Start of SOURCE MATERIAL
//! Backtest simulator — deterministic bar-by-bar replay.
//!
//! One instrument, one position at a time, a {FLAT, LONG, SHORT} state
//! machine driven by the signal engine and gated by risk rules that run
//! *before* the engine is consulted:
//!
//! 1. stop loss — at the bar's worst-case intrabar price touching the stop
//!    (a gap through the stop fills at the open);
//! 2. take profit — at the target price, never assuming better;
//! 3. holding-time limit — at the close;
//! 4. daily trade cap — opens downgrade to hold for the rest of that UTC
//!    day, closes still honored;
//! 5. otherwise the signal engine decides.
//!
//! Fills pass through the cost model on both sides. After the final bar any
//! open position is force-closed at the last close (`EndOfData`), so every
//! run produces a complete ledger. A bar that closes a position never also
//! opens one, and no position is opened on the final bar.
//!
//! Runs are pure: no shared state survives between calls, which is what
//! makes population-level evaluation safe to parallelize.

use chrono::NaiveDate;
use serde::{Deserialize, Serialize};

use crate::config::{IndicatorConfig, SimConfig};
use crate::domain::{validate_series, Bar, ExitReason, Ledger, Position, Side, Trade};
use crate::error::CoreError;
use crate::execution::{CostModel, OrderSide};
use crate::indicators::{build_all, Indicator, IndicatorValues};
use crate::params::{ParameterSpace, ParameterVector};
use crate::signal::{Decision, SignalEngine};

/// Everything one backtest run produces.
#[derive(Debug, Clone, Serialize, Deserialize)]
pub struct BacktestReport {
    pub ledger: Ledger,
    /// Mark-to-market equity after each bar (realized balance plus open
    /// unrealized P&L).
    pub equity: Vec<f64>,
    pub initial_balance: f64,
    pub final_balance: f64,
}

/// The simulator. Construct once, run many parameter vectors against the
/// same bars — `run` borrows immutably and keeps no state between calls.
pub struct Simulator {
    config: SimConfig,
    space: ParameterSpace,
    indicators: Vec<Box<dyn Indicator>>,
    signal: SignalEngine,
    costs: CostModel,
}

impl Simulator {
    pub fn new(config: SimConfig, indicator_config: &IndicatorConfig) -> Result<Self, CoreError> {
        config.validate()?;
        indicator_config.validate()?;
        Ok(Self {
            costs: CostModel::new(&config.costs),
            indicators: build_all(indicator_config),
            signal: SignalEngine::new(),
            space: ParameterSpace::default(),
            config,
        })
    }

    /// Replace the parameter space used for validation.
    pub fn with_space(mut self, space: ParameterSpace) -> Self {
        self.space = space;
        self
    }

    pub fn space(&self) -> &ParameterSpace {
        &self.space
    }

    pub fn config(&self) -> &SimConfig {
        &self.config
    }

    /// Validate bars and precompute every indicator series over them.
    ///
    /// Indicator lookbacks are fixed per simulator, so one precompute can be
    /// shared across every candidate evaluated against the same bars.
    pub fn precompute(&self, bars: &[Bar]) -> Result<IndicatorValues, CoreError> {
        validate_series(bars)?;
        Ok(IndicatorValues::compute(&self.indicators, bars))
    }

    /// Validate, precompute, and replay.
    pub fn run(
        &self,
        bars: &[Bar],
        params: &ParameterVector,
    ) -> Result<BacktestReport, CoreError> {
        let values = self.precompute(bars)?;
        self.run_with_values(bars, &values, params)
    }

    /// Replay bars against precomputed indicator values.
    ///
    /// `values` must be aligned 1:1 with `bars` (as produced by
    /// [`Simulator::precompute`]).
    pub fn run_with_values(
        &self,
        bars: &[Bar],
        values: &IndicatorValues,
        params: &ParameterVector,
    ) -> Result<BacktestReport, CoreError> {
        validate_series(bars)?;
        params.validate(&self.space)?;

        let n = bars.len();
        let notional = self.config.notional();
        let mut balance = self.config.initial_balance;
        let mut equity = Vec::with_capacity(n);
        let mut ledger = Ledger::new();
        let mut position: Option<Position> = None;
        let mut trade_day: Option<NaiveDate> = None;
        let mut trades_today: usize = 0;

        for (i, bar) in bars.iter().enumerate() {
            let day = bar.timestamp.date_naive();
            if trade_day != Some(day) {
                trade_day = Some(day);
                trades_today = 0;
            }

            if let Some(pos) = position.as_mut() {
                if pos.entry_index < i {
                    pos.bars_held = i - pos.entry_index;
                }
            }

            // Risk gates first, then the signal engine. Positions opened at
            // this bar's close cannot exit on the same bar's range.
            let mut pending_exit: Option<(ExitReason, f64)> = None;
            if let Some(pos) = &position {
                if pos.entry_index < i {
                    pending_exit = risk_exit(pos, bar, params);
                    if pending_exit.is_none() {
                        let eval = self.signal.evaluate(values, i, params, Some(pos.side));
                        if let Decision::Close(reason) = eval.decision {
                            pending_exit = Some((reason, bar.close));
                        }
                    }
                }
            }

            let mut closed_this_bar = false;
            if let Some((reason, nominal)) = pending_exit {
                if let Some(pos) = position.take() {
                    let trade = self.close_position(&pos, i, bar, reason, nominal);
                    balance += trade.net_pnl;
                    ledger.push(trade);
                    closed_this_bar = true;
                }
            }

            // Entries: only when flat, not on a bar that just closed, never
            // on the final bar, and only under the daily cap.
            if position.is_none()
                && !closed_this_bar
                && i + 1 < n
                && trades_today < params.max_daily_trades
            {
                let eval = self.signal.evaluate(values, i, params, None);
                let side = match eval.decision {
                    Decision::OpenLong => Some(Side::Long),
                    Decision::OpenShort => Some(Side::Short),
                    _ => None,
                };
                if let Some(side) = side {
                    position =
                        Some(self.open_position(side, i, bar, eval.composite, notional, params));
                    trades_today += 1;
                }
            }

            let marked = balance
                + position
                    .as_ref()
                    .map(|p| p.unrealized_pnl(bar.close))
                    .unwrap_or(0.0);
            equity.push(marked);
        }

        // Force-close anything still open at the final bar.
        if let Some(pos) = position.as_ref() {
            let last = n - 1;
            let trade =
                self.close_position(pos, last, &bars[last], ExitReason::EndOfData, bars[last].close);
            balance += trade.net_pnl;
            ledger.push(trade);
            if let Some(e) = equity.last_mut() {
                *e = balance;
            }
        }

        Ok(BacktestReport {
            ledger,
            equity,
            initial_balance: self.config.initial_balance,
            final_balance: balance,
        })
    }

    fn open_position(
        &self,
        side: Side,
        index: usize,
        bar: &Bar,
        composite: f64,
        notional: f64,
        params: &ParameterVector,
    ) -> Position {
        let entry_side = match side {
            Side::Long => OrderSide::Buy,
            Side::Short => OrderSide::Sell,
        };
        let entry_fill = self.costs.fill_price(bar.close, entry_side);
        let (take_profit_price, stop_loss_price) = match side {
            Side::Long => (
                entry_fill * (1.0 + params.take_profit_pct),
                entry_fill * (1.0 - params.stop_loss_pct),
            ),
            Side::Short => (
                entry_fill * (1.0 - params.take_profit_pct),
                entry_fill * (1.0 + params.stop_loss_pct),
            ),
        };
        Position {
            side,
            entry_price: entry_fill,
            entry_index: index,
            entry_time: bar.timestamp,
            notional,
            take_profit_price,
            stop_loss_price,
            entry_signal: composite,
            bars_held: 0,
        }
    }

    fn close_position(
        &self,
        pos: &Position,
        exit_index: usize,
        bar: &Bar,
        reason: ExitReason,
        nominal: f64,
    ) -> Trade {
        let exit_side = match pos.side {
            Side::Long => OrderSide::Sell,
            Side::Short => OrderSide::Buy,
        };
        let exit_fill = self.costs.fill_price(nominal, exit_side);
        let return_pct = pos.side.sign() * (exit_fill - pos.entry_price) / pos.entry_price;
        Trade {
            side: pos.side,
            entry_index: pos.entry_index,
            entry_time: pos.entry_time,
            entry_price: pos.entry_price,
            exit_index,
            exit_time: bar.timestamp,
            exit_price: exit_fill,
            notional: pos.notional,
            return_pct,
            net_pnl: return_pct * pos.notional,
            entry_signal: pos.entry_signal,
            exit_reason: reason,
            bars_held: exit_index - pos.entry_index,
        }
    }
}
End of SOURCE MATERIAL
DIRECTIONS FOR THIS TASK
Would you retype the lines above from the one with "for (i, bar)" down to the one with "if let Some((reason, nominal))", word for word, both ends included and no other lines?

RESULT FOR THIS EXERCISE
        for (i, bar) in bars.iter().enumerate() {
            let day = bar.timestamp.date_naive();
            if trade_day != Some(day) {
                trade_day = Some(day);
                trades_today = 0;
            }

            if let Some(pos) = position.as_mut() {
                if pos.entry_index < i {
                    pos.bars_held = i - pos.entry_index;
                }
            }

            // Risk gates first, then the signal engine. Positions opened at
            // this bar's close cannot exit on the same bar's range.
            let mut pending_exit: Option<(ExitReason, f64)> = None;
            if let Some(pos) = &position {
                if pos.entry_index < i {
                    pending_exit = risk_exit(pos, bar, params);
                    if pending_exit.is_none() {
                        let eval = self.signal.evaluate(values, i, params, Some(pos.side));
                        if let Decision::Close(reason) = eval.decision {
                            pending_exit = Some((reason, bar.close));
                        }
                    }
                }
            }

            let mut closed_this_bar = false;
            if let Some((reason, nominal)) = pending_exit {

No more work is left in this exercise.